ASSIGNED TASK
Check every line below for the word "name" and give only the number of lines where it appears.

EXCERPTED RECORDS
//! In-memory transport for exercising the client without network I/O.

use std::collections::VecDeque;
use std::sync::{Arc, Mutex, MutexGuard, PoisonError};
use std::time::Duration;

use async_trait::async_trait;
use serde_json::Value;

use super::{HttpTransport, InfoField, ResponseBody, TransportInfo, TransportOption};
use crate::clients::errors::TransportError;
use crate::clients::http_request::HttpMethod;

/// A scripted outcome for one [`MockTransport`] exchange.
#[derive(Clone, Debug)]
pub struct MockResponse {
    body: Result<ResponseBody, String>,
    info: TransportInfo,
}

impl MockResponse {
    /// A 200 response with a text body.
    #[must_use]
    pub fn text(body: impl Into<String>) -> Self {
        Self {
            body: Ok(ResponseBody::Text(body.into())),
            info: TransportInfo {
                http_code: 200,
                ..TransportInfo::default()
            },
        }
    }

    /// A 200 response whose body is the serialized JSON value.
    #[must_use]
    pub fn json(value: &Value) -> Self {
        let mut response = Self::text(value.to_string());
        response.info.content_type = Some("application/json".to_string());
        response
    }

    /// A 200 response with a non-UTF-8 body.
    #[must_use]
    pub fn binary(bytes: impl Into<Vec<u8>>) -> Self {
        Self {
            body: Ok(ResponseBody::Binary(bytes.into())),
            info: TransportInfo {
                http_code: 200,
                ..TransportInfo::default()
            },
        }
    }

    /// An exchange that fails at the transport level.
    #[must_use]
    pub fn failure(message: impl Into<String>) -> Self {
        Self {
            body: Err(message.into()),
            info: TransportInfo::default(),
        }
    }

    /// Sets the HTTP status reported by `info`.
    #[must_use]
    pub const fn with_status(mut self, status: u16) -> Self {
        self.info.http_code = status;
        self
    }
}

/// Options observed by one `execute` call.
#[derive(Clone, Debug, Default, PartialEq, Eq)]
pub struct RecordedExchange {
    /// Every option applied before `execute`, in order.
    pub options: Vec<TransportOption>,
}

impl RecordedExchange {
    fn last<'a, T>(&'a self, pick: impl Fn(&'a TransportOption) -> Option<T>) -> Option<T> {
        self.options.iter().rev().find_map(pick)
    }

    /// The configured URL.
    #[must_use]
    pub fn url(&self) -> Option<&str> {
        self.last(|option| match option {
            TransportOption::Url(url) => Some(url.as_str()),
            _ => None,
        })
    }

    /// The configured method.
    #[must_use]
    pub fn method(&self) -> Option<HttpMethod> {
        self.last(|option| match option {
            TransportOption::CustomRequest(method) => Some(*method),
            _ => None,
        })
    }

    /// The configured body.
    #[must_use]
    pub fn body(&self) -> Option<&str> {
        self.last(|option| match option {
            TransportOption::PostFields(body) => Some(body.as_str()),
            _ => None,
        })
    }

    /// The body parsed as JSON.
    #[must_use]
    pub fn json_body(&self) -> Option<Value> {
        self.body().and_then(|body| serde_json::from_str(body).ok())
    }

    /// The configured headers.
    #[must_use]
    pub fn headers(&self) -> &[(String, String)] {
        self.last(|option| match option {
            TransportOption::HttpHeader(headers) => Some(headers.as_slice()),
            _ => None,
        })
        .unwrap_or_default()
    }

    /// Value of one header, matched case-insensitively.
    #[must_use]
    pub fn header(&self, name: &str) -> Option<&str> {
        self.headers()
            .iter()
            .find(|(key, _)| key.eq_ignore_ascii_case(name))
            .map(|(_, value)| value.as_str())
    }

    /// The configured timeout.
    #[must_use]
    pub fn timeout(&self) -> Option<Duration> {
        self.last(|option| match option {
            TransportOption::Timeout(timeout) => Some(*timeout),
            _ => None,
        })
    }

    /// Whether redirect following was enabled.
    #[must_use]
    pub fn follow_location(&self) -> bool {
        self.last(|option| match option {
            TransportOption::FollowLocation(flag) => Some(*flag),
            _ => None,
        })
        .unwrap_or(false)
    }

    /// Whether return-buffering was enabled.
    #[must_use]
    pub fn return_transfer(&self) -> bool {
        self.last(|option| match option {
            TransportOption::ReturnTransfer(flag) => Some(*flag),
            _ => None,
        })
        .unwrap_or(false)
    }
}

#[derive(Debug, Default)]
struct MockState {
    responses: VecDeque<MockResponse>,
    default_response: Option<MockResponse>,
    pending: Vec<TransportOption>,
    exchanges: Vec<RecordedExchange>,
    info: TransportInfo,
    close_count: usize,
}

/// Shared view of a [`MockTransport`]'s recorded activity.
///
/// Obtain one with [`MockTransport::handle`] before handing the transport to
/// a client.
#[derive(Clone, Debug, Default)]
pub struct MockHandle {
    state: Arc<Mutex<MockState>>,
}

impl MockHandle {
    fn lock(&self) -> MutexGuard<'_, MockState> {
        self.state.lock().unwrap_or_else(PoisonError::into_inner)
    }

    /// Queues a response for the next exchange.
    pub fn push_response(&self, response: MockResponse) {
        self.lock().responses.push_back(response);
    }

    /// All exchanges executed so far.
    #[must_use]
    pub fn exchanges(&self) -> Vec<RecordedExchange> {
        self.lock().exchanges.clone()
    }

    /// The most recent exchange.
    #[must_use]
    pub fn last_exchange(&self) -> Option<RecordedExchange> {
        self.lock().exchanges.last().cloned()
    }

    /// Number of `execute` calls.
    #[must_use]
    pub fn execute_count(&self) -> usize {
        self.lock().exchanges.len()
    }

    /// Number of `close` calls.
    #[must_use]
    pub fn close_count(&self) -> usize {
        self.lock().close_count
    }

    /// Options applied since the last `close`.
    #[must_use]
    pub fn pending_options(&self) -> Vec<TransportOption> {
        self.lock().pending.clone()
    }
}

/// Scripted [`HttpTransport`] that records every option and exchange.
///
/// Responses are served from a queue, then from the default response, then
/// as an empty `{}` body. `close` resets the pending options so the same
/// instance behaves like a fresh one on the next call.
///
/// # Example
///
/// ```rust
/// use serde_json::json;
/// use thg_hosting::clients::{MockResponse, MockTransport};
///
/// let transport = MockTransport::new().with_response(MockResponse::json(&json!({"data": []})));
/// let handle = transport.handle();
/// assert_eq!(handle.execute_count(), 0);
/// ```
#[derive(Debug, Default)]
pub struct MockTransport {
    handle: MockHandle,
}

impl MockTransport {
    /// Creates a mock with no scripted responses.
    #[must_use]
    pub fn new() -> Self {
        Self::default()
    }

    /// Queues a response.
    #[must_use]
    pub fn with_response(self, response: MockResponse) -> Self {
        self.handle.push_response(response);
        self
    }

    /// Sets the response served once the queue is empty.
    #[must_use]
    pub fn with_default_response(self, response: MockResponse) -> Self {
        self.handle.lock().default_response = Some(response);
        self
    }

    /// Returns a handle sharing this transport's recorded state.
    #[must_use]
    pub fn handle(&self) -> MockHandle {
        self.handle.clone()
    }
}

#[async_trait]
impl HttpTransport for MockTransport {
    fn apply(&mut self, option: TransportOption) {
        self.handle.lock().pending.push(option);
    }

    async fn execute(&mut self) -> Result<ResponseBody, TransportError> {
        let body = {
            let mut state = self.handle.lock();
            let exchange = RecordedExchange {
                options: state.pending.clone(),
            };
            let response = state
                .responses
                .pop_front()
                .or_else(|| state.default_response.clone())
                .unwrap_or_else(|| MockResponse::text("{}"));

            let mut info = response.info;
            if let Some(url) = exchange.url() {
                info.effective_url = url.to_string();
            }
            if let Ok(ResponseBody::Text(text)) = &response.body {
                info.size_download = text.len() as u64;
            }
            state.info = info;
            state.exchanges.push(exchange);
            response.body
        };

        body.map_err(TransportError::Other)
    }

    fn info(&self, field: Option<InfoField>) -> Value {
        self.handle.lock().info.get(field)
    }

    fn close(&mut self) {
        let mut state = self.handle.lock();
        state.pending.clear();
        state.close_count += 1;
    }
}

PROBLEM SOLUTION
2